Chana Masala

When I set out to make Chana Masala, I wasn’t looking for a truly ‘authentic’ Indian dish, I just wanted something delicious and cheap and this hit the spot with its slightly spicy and sour flavors. Although Chana Masala may sound complicated, it’s basically just chickpeas cooked in tomato sauce with some Indian spices.

I bought some Naan to eat along with this which is excellent when dipped into the stew but I also found that it was great the next day inside a piece of pita bread and eaten as a sandwich. It would also go really well spooned on top of a pile of basmati rice. As with most stews and one-pot meals, it was much better the next day after the ingredients had time to meld together and develop a greater depth of flavor. I would recommend making it at least a day before you want to eat it and just heating it up as needed as it will last for about a week in the refrigerator.

This is also a recipe that is really easy to improvise. If you don’t have one or two (or more) or these specific spices, it will still turn out pretty wonderful. Also, the measurements are just a rough estimate and would be ok to improvise also as long as you keep the ratios generally consistent.

(Recipe adapted from Smitten Kitchen’s Chana Masala)

(this list looks long but it’s mostly just spices!)
1 tbsp. vegetable oil
2 medium onions, minced
2 cloves garlic, minced
2 teaspoons fresh grated ginger
1 tbsp. ground coriander
2 tsp. ground cumin
pinch cayenne pepper (depending on how spicy you want it, or omit it all together for less spice)
1 tsp. ground tumeric
2 tsp. paprika
1 tsp. garam masala (If you only use one spice in this recipe, use this one- See Note*)
1 15 oz can chopped tomatoes with juices
2 cans chickpeas (rinsed and drained)
pinch salt
1 lemon (juiced)

1. Heat oil in large pot.

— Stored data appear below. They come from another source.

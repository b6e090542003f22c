//! Classification handlers: suggestions, decisions, pending queue, learning

use std::sync::Arc;

use axum::{
    extract::{Path, Query, State},
    Json,
};
use serde::{Deserialize, Serialize};
use tracing::info;

use crate::{engine_error, AppError, AppState, MAX_PAGE_LIMIT};
use sift_core::{
    ClassificationResult, ClassificationService, Decision, ExpenseType, FeedbackLearner,
    ImproveOutcome, PendingClassification, PendingStats, Transaction,
};

/// Response for an AI suggestion request
#[derive(Debug, Serialize)]
pub struct AiSuggestionResponse {
    pub transaction_id: i64,
    /// The classification currently on the transaction, if any
    pub current_classification: Option<ExpenseType>,
    /// How many stored transactions share this label
    pub historical_transactions: i64,
    pub suggestion: ClassificationResult,
}

/// GET /expense-classification/transactions/:id/ai-suggestion
pub async fn get_ai_suggestion(
    State(state): State<Arc<AppState>>,
    Path(id): Path<i64>,
) -> Result<Json<AiSuggestionResponse>, AppError> {
    let service = ClassificationService::new(&state.db, &state.engine);

    let suggestion = service.get_suggestion(id).map_err(engine_error)?;

    let tx = state
        .db
        .get_transaction(id)
        .map_err(engine_error)?
        .ok_or_else(|| AppError::not_found("Transaction not found"))?;
    let historical = state
        .db
        .count_with_description(&tx.description)
        .map_err(engine_error)?;

    Ok(Json(AiSuggestionResponse {
        transaction_id: id,
        current_classification: tx.expense_type,
        historical_transactions: historical,
        suggestion,
    }))
}

/// Request body for recording a classification decision
#[derive(Debug, Deserialize)]
pub struct ClassifyRequest {
    /// Explicit class; absent means "follow the AI suggestion"
    pub expense_type: Option<String>,
    /// Whether a human explicitly reviewed this decision
    #[serde(default)]
    pub user_feedback: bool,
    /// Explicitly overriding the AI suggestion
    #[serde(default)]
    pub override_ai: bool,
}

/// Response for a recorded decision
#[derive(Debug, Serialize)]
pub struct ClassifyResponse {
    pub transaction: Transaction,
    /// The suggestion snapshot the decision was resolved against
    pub suggestion: ClassificationResult,
}

/// POST /expense-classification/transactions/:id/classify
pub async fn classify_transaction(
    State(state): State<Arc<AppState>>,
    Path(id): Path<i64>,
    Json(body): Json<ClassifyRequest>,
) -> Result<Json<ClassifyResponse>, AppError> {
    let decision = match body.expense_type.as_deref() {
        Some(raw) => match raw.parse::<ExpenseType>() {
            Ok(ExpenseType::Fixed) => Decision::Fixed,
            Ok(ExpenseType::Variable) => Decision::Variable,
            Err(_) => {
                return Err(AppError::bad_request(&format!(
                    "Invalid expense_type: {}",
                    raw
                )))
            }
        },
        None if body.override_ai => {
            return Err(AppError::bad_request(
                "override_ai requires an expense_type to apply",
            ))
        }
        None => Decision::AiSuggestion,
    };

    let service = ClassificationService::new(&state.db, &state.engine);
    let suggestion = service.get_suggestion(id).map_err(engine_error)?;
    let transaction = service
        .record_decision(id, decision, &suggestion, body.user_feedback)
        .map_err(engine_error)?;

    info!(
        transaction_id = id,
        decision = decision.as_str(),
        applied = ?transaction.expense_type,
        "Recorded classification decision"
    );

    Ok(Json(ClassifyResponse {
        transaction,
        suggestion,
    }))
}

/// Query parameters for the pending-classification listing
#[derive(Debug, Deserialize)]
pub struct PendingQuery {
    pub month: Option<String>,
    /// Max results (default: 100)
    #[serde(default = "default_limit")]
    pub limit: i64,
    /// When false, widen to already-classified expenses (review mode)
    #[serde(default = "default_true")]
    pub only_unclassified: bool,
    pub min_confidence: Option<f64>,
}

fn default_limit() -> i64 {
    100
}

fn default_true() -> bool {
    true
}

/// Pending listing plus aggregate stats by confidence band
#[derive(Debug, Serialize)]
pub struct PendingResponse {
    pub items: Vec<PendingClassification>,
    pub stats: PendingStats,
}

/// GET /expense-classification/transactions/pending-classification
pub async fn pending_classification(
    State(state): State<Arc<AppState>>,
    Query(params): Query<PendingQuery>,
) -> Result<Json<PendingResponse>, AppError> {
    let month = params
        .month
        .as_deref()
        .ok_or_else(|| AppError::bad_request("month query parameter is required"))?;

    let limit = params.limit.clamp(1, MAX_PAGE_LIMIT) as usize;
    let service = ClassificationService::new(&state.db, &state.engine);

    let items = if params.only_unclassified {
        service
            .list_pending(month, Some(limit), params.min_confidence)
            .map_err(engine_error)?
    } else {
        review_listing(&state, &service, month, limit, params.min_confidence)?
    };

    let stats = ClassificationService::pending_stats(&items);

    Ok(Json(PendingResponse { items, stats }))
}

/// Review mode: every expense for the month, classified or not, paired with
/// a fresh suggestion in the same needs-attention order.
fn review_listing(
    state: &AppState,
    service: &ClassificationService,
    month: &str,
    limit: usize,
    min_confidence: Option<f64>,
) -> Result<Vec<PendingClassification>, AppError> {
    sift_core::validate_month(month).map_err(engine_error)?;

    let mut items: Vec<PendingClassification> = Vec::new();
    for tx in state.db.list_expenses(month).map_err(engine_error)? {
        let suggestion = service.suggest(&tx).map_err(engine_error)?;
        let passes = match min_confidence {
            Some(min) => suggestion.confidence_score >= min,
            None => true,
        };
        if passes {
            items.push(PendingClassification {
                transaction: tx,
                suggestion,
            });
        }
    }

    items.sort_by(|a, b| {
        a.suggestion
            .confidence_score
            .partial_cmp(&b.suggestion.confidence_score)
            .unwrap_or(std::cmp::Ordering::Equal)
            .then(a.transaction.id.cmp(&b.transaction.id))
    });
    items.truncate(limit);

    Ok(items)
}

/// Request body scoping a feedback learning pass
#[derive(Debug, Deserialize, Default)]
pub struct ImproveRequest {
    /// Bound the event window (oldest first); absent drains the backlog
    #[serde(default)]
    pub max_events: Option<i64>,
}

/// POST /expense-classification/ai/improve-classification
pub async fn improve_classification(
    State(state): State<Arc<AppState>>,
    body: Option<Json<ImproveRequest>>,
) -> Result<Json<ImproveOutcome>, AppError> {
    let max_events = body.and_then(|b| b.max_events);

    let learner = FeedbackLearner::new(&state.db, &state.engine);
    let outcome = learner.improve(max_events).map_err(engine_error)?;

    info!(
        rules_adjusted = outcome.rules_adjusted,
        events_processed = outcome.events_processed,
        net_weight_delta = outcome.net_weight_delta,
        "Feedback learning pass finished"
    );

    Ok(Json(outcome))
}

Saute onion, garlic, and ginger over medium heat until browned, about 5 minutes.

2. Add spices and cook for another 5 minutes then add tomatoes and juices. Simmer for about 30 minutes and reduce until desired consistency depending on how thick you want the stew. Add chickpeas, then salt and lemon juice, to taste

Note*- Garam Masala is a mixture of Indian spices that is common in many Indian dishes and probably the most important spice in this recipe as it contains a complex variety of ingredients that the average home cook probably wouldn’t have in his or his pantry. Common mixtures contain dried red chili peppers, dried garlic, ginger powder, sesame, mustard seeds, tumeric, coriander and star anise. You can find Garam Masala at most good (aka well-stocked) grocery stores and you don’t have to go to a specialty Indian market to get it.